No, Dick Morris: Obama Is Wrong on Student Loans


Onetime President Clinton political advisor and reelection campaign manager and Fox News contributor Dick Morris has been among the most strident popular conservative pundits, but his argument in favor the college student loan takeover (including in the recently passed partisan budget reconciliation potpourri, principally focusing on health care policy deformation) reflects an aberration of free market principles is simply untenable. Personally, I think that Morris' position is philosophically inconsistent and self-serving, because the student loan program in particular expanded under Bill Clinton.

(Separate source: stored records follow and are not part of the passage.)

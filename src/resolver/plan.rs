// src/resolver/plan.rs

//! Resolution plans
//!
//! A [`Plan`] is everything one operation will do, decided before any side
//! effect: installed packages to remove (dependents first), repository
//! packages to install (dependencies first) and installed packages to
//! reinstall from their recorded archive.

use crate::db::models::PackageMap;
use crate::error::{Error, Result};
use crate::packages::{Arch, PackageIdent, PackageKey, PackageRequest, PkgSpec};
use crate::repository::RepoMap;
use crate::resolver::graph::{self, ResolvedPackage};
use crate::resolver::selector;
use crate::resolver::update;
use crate::version::Version;
use std::collections::{BTreeMap, BTreeSet};
use tracing::{debug, info, warn};

/// A repository package to install, with the version it supersedes
#[derive(Debug, Clone, PartialEq)]
pub struct PlannedInstall {
    pub package: ResolvedPackage,
    pub previous: Option<Version>,
}

impl PlannedInstall {
    pub fn spec(&self) -> &PkgSpec {
        &self.package.spec
    }
}

/// Ordered operations for one request
#[derive(Debug, Clone, Default, PartialEq)]
pub struct Plan {
    /// Installed packages to remove, dependents first
    pub removals: Vec<PackageKey>,
    /// Packages to install, dependencies first
    pub installs: Vec<PlannedInstall>,
    /// Installed packages to reinstall from their recorded source
    pub reinstalls: Vec<PackageKey>,
}

impl Plan {
    pub fn is_empty(&self) -> bool {
        self.removals.is_empty() && self.installs.is_empty() && self.reinstalls.is_empty()
    }

    pub fn len(&self) -> usize {
        self.removals.len() + self.installs.len() + self.reinstalls.len()
    }
}

/// Find the installed package a request refers to
///
/// Without an arch, the match whose arch ranks earliest in `archs` wins.
pub fn match_installed<'a>(
    installed: &'a [PkgSpec],
    request: &PackageRequest,
    archs: &[Arch],
) -> Option<&'a PkgSpec> {
    let rank = |arch: Arch| archs.iter().position(|a| *a == arch).unwrap_or(archs.len());
    installed
        .iter()
        .filter(|s| s.name == request.name)
        .filter(|s| request.arch.is_none_or(|a| a == s.arch))
        .filter(|s| request.version.as_ref().is_none_or(|v| *v == s.version))
        .min_by_key(|s| rank(s.arch))
}

/// Plans operations against one snapshot of installed state and repos
#[derive(Debug, Clone, Copy)]
pub struct Resolver<'a> {
    installed: &'a [PkgSpec],
    repos: &'a RepoMap,
    archs: &'a [Arch],
}
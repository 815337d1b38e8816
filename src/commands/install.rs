// src/commands/install.rs
//! Install, remove and update commands

use super::{parse_requests, print_report};
use anyhow::Result;
use googet::Manager;
use tracing::info;

/// Install packages from the configured repositories
pub fn cmd_install(manager: &Manager, packages: &[String], reinstall: bool) -> Result<()> {
    let requests = parse_requests(packages)?;
    info!("Installing {}", packages.join(", "));
    let report = manager.install(&requests, reinstall)?;
    print_report(&report);
    Ok(())
}

/// Remove installed packages and their dependents
pub fn cmd_remove(manager: &Manager, packages: &[String], dbonly: bool) -> Result<()> {
    let requests = parse_requests(packages)?;
    info!("Removing {}", packages.join(", "));
    let report = manager.remove(&requests, dbonly)?;
    print_report(&report);
    Ok(())
}

/// Apply every available update
pub fn cmd_update(manager: &Manager) -> Result<()> {
    let report = manager.update()?;
    print_report(&report);
    Ok(())
}

/// List available updates
pub fn cmd_check(manager: &Manager) -> Result<()> {
    let updates = manager.check()?;
    if updates.is_empty() {
        println!("No updates available.");
        return Ok(());
    }

    println!("Available updates:");
    for update in &updates {
        let marker = if update.is_rollback() { " (rollback)" } else { "" };
        println!(
            "  {} {} -> {}{}  [{}]",
            update.key,
            update.installed,
            update.available(),
            marker,
            update.target.repo_url
        );
    }
    println!("\nTotal: {} update(s)", updates.len());
    Ok(())
}
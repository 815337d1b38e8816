// src/main.rs

mod cli;
mod commands;

use anyhow::{Context, Result};
use clap::Parser;
use cli::{Cli, Commands};
use googet::Manager;
use googet::config::Environment;
use std::process::ExitCode;
use tracing::debug;
use tracing_subscriber::EnvFilter;

fn main() -> ExitCode {
    let cli = Cli::parse();

    let default_level = if cli.global.verbose { "debug" } else { "info" };
    tracing_subscriber::fmt()
        .with_env_filter(
            EnvFilter::try_from_default_env().unwrap_or_else(|_| EnvFilter::new(default_level)),
        )
        .with_writer(std::io::stderr)
        .init();

    match run(cli) {
        Ok(()) => ExitCode::SUCCESS,
        Err(err) => {
            eprintln!("Error: {:#}", err);
            debug!("{:?}", err);
            ExitCode::from(exit_code(&err))
        }
    }
}

fn run(cli: Cli) -> Result<()> {
    let env = Environment::discover(cli.global.root)?;
    debug!("Using root {}", env.root.display());

    // Ctrl-C is observed through the shared cancel token
    let cancel = env.cancel.clone();
    ctrlc::set_handler(move || cancel.cancel()).context("Failed to set signal handler")?;

    match cli.command {
        Commands::Install {
            packages,
            reinstall,
        } => commands::cmd_install(&Manager::new(env)?, &packages, reinstall),
        Commands::Remove { packages, dbonly } => {
            commands::cmd_remove(&Manager::new(env)?, &packages, dbonly)
        }
        Commands::Update => commands::cmd_update(&Manager::new(env)?),
        Commands::Check => commands::cmd_check(&Manager::new(env)?),
        Commands::Clean { all, packages } => {
            commands::cmd_clean(&Manager::new(env)?, all, packages)
        }
        Commands::Addrepo {
            name,
            url,
            file,
            priority,
        } => commands::cmd_addrepo(&env, &name, &url, file.as_deref(), &priority),
        Commands::Rmrepo { name } => commands::cmd_rmrepo(&env, &name),
        Commands::Listrepos => commands::cmd_listrepos(&env),
        Commands::Installed { filter, info } => {
            commands::cmd_installed(&Manager::new(env)?, filter.as_deref(), info)
        }
        Commands::Verify { packages } => commands::cmd_verify(&Manager::new(env)?, &packages),
    }
}

/// Exit code of the first GooGet error in the chain; 1 otherwise
fn exit_code(err: &anyhow::Error) -> u8 {
    err.chain()
        .find_map(|e| e.downcast_ref::<googet::Error>())
        .map(googet::Error::exit_code)
        .unwrap_or(1)
}
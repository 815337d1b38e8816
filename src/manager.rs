// src/manager.rs

//! Verb-level operations
//!
//! [`Manager`] owns the [`Environment`] and the repository index and wires
//! the resolver, installer and cache together for each verb. Every verb
//! that touches installed state holds the database (and with it the
//! installation lock) for its whole duration.

use crate::cache::DownloadCache;
use crate::clean::{self, CleanMode, CleanReport};
use crate::config::Environment;
use crate::db::Database;
use crate::db::models::PackageState;
use crate::error::{Error, Result};
use crate::packages::{PackageKey, PackageRequest, PkgSpec};
use crate::repository::{RepoIndex, RepoMap, RepositoryClient};
use crate::resolver::plan::{match_installed, summarize};
use crate::resolver::{Plan, Resolver, Update, compute_updates};
use crate::transaction::{ExecutionReport, Installer, VerifyReport};
use tracing::{debug, info};

pub struct Manager {
    env: Environment,
    index: RepoIndex,
}

impl Manager {
    /// Manager over the `.repo` files of `env`
    pub fn new(env: Environment) -> Result<Self> {
        let client = RepositoryClient::new(&env)?;
        let index = RepoIndex::new(client, env.repo_dir.clone());
        Ok(Self { env, index })
    }

    pub fn with_index(env: Environment, index: RepoIndex) -> Self {
        Self { env, index }
    }

    pub fn env(&self) -> &Environment {
        &self.env
    }

    pub fn index(&self) -> &RepoIndex {
        &self.index
    }

    fn open_db(&self) -> Result<Database> {
        self.env.ensure_dirs()?;
        Database::open_env(&self.env)
    }

    /// Install each request in turn, one plan per request
    pub fn install(&self, requests: &[PackageRequest], reinstall: bool) -> Result<ExecutionReport> {
        let mut db = self.open_db()?;
        let no_repos = RepoMap::new();
        let repos = if reinstall {
            &no_repos
        } else {
            self.index.repos()?
        };

        let mut report = ExecutionReport::default();
        for request in requests {
            let installed = installed_specs(&db)?;
            let plan = Resolver::new(&installed, repos, &self.env.archs)
                .plan_install(request, reinstall)?;
            log_plan(&request.to_string(), &plan);
            report.extend(self.run_plan(&mut db, &plan, false)?);
        }

        db.close()?;
        Ok(report)
    }

    /// Remove the requested packages and everything depending on them
    pub fn remove(&self, requests: &[PackageRequest], dbonly: bool) -> Result<ExecutionReport> {
        let mut db = self.open_db()?;
        let installed = installed_specs(&db)?;

        let keys = requests
            .iter()
            .map(|request| {
                match_installed(&installed, request, &self.env.archs)
                    .map(PkgSpec::key)
                    .ok_or_else(|| Error::NotFoundError(format!("{} is not installed", request)))
            })
            .collect::<Result<Vec<PackageKey>>>()?;

        let no_repos = RepoMap::new();
        let plan = Resolver::new(&installed, &no_repos, &self.env.archs).plan_remove(&keys)?;
        log_plan("remove", &plan);
        let report = self.run_plan(&mut db, &plan, dbonly)?;

        db.close()?;
        Ok(report)
    }

    /// Move every installed package to its winning repository version
    pub fn update(&self) -> Result<ExecutionReport> {
        let mut db = self.open_db()?;
        let installed = installed_specs(&db)?;
        let plan = Resolver::new(&installed, self.index.repos()?, &self.env.archs).plan_update()?;
        log_plan("update", &plan);
        let report = self.run_plan(&mut db, &plan, false)?;

        db.close()?;
        Ok(report)
    }

    /// Report what `update` would change
    pub fn check(&self) -> Result<Vec<Update>> {
        let db = self.open_db()?;
        let updates = compute_updates(&db.package_map()?, self.index.repos()?)?;
        db.close()?;
        Ok(updates)
    }

    pub fn clean(&self, mode: &CleanMode) -> Result<CleanReport> {
        let db = self.open_db()?;
        let installed = db.fetch_all(None)?;
        let report = clean::clean(&DownloadCache::new(&self.env.cache_dir), &installed, mode)?;
        db.close()?;
        Ok(report)
    }

    /// Installed records whose name contains `filter`
    pub fn installed(&self, filter: Option<&str>) -> Result<Vec<PackageState>> {
        let db = self.open_db()?;
        let states = db.fetch_all(filter)?;
        db.close()?;
        Ok(states)
    }

    /// Verify the requested packages, or every installed package
    pub fn verify(&self, requests: &[PackageRequest]) -> Result<Vec<VerifyReport>> {
        let mut db = self.open_db()?;
        let installed = installed_specs(&db)?;

        let keys: Vec<PackageKey> = if requests.is_empty() {
            installed.iter().map(PkgSpec::key).collect()
        } else {
            requests
                .iter()
                .map(|request| {
                    match_installed(&installed, request, &self.env.archs)
                        .map(PkgSpec::key)
                        .ok_or_else(|| {
                            Error::NotFoundError(format!("{} is not installed", request))
                        })
                })
                .collect::<Result<_>>()?
        };

        let installer = Installer::new(&self.env, &mut db, self.index.client());
        let reports = keys
            .iter()
            .map(|key| installer.verify(key))
            .collect::<Result<Vec<_>>>()?;

        db.close()?;
        Ok(reports)
    }

    fn run_plan(&self, db: &mut Database, plan: &Plan, dbonly: bool) -> Result<ExecutionReport> {
        if plan.is_empty() {
            return Ok(ExecutionReport::default());
        }
        Installer::new(&self.env, db, self.index.client()).execute(plan, dbonly)
    }
}

fn installed_specs(db: &Database) -> Result<Vec<PkgSpec>> {
    Ok(db.fetch_all(None)?.into_iter().map(|s| s.spec).collect())
}

fn log_plan(label: &str, plan: &Plan) {
    if plan.is_empty() {
        debug!("Nothing to do for {}", label);
        return;
    }
    for (action, items) in summarize(plan) {
        info!("{}: {} {}", label, action, items.join(", "));
    }
}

I will not bore my readers with a full rehash of Morris' column cited above; he basically slams the student loan industry with broad strokes of windfall profits, corruption (e.g., college administrators bought off to steer students into comparably higher-interest private loans than low-rate federal loans) and guilt by association in terms of lobbyist leadership. Others (e.g., Jacob Levy) point out that the private sector isn't really shut out: only out of the subsidized market; of course, this argument depends on the nature and extent of federal funds available for loans: if a student has a choice between a guaranteed full-coverage 4.5% subsidized federal loan (versus, say, a 7% market based loan), there is no real competition. The federal government has to assume the same risks of default.

Levy brings up the issue of moral hazard; for example, the fact that the FDIC guaranteed depositors was a contributing factor to the savings and loan crisis, as the lender management increasingly took on risky investments. A similar thing occurred with the GSE's Freddie Mac and Fannie Mae as they snapped up nontraditional mortgage loans for their mortgage backed securities, implicitly guaranteed by the federal government and financed in part by cheap Treasury loans. We might see a similar situation in this context if, say, some colleges, looking to bulk up enrollments to maximize revenues, recruited dubious high school graduates and steered them to ready lenders, whom are in it for the short-term profits, not really worrying about student graduation and long-term repayment, because the government has their backs.

I was looking for a more forceful defense of the private sector in this market (although my Internet search was only cursory in nature). Kevin Guess does express a more skeptical view than Morris or Levy, not confident that federal bureaucrats will operate with the industry knowledge, responsiveness and cost efficiency of the private sector.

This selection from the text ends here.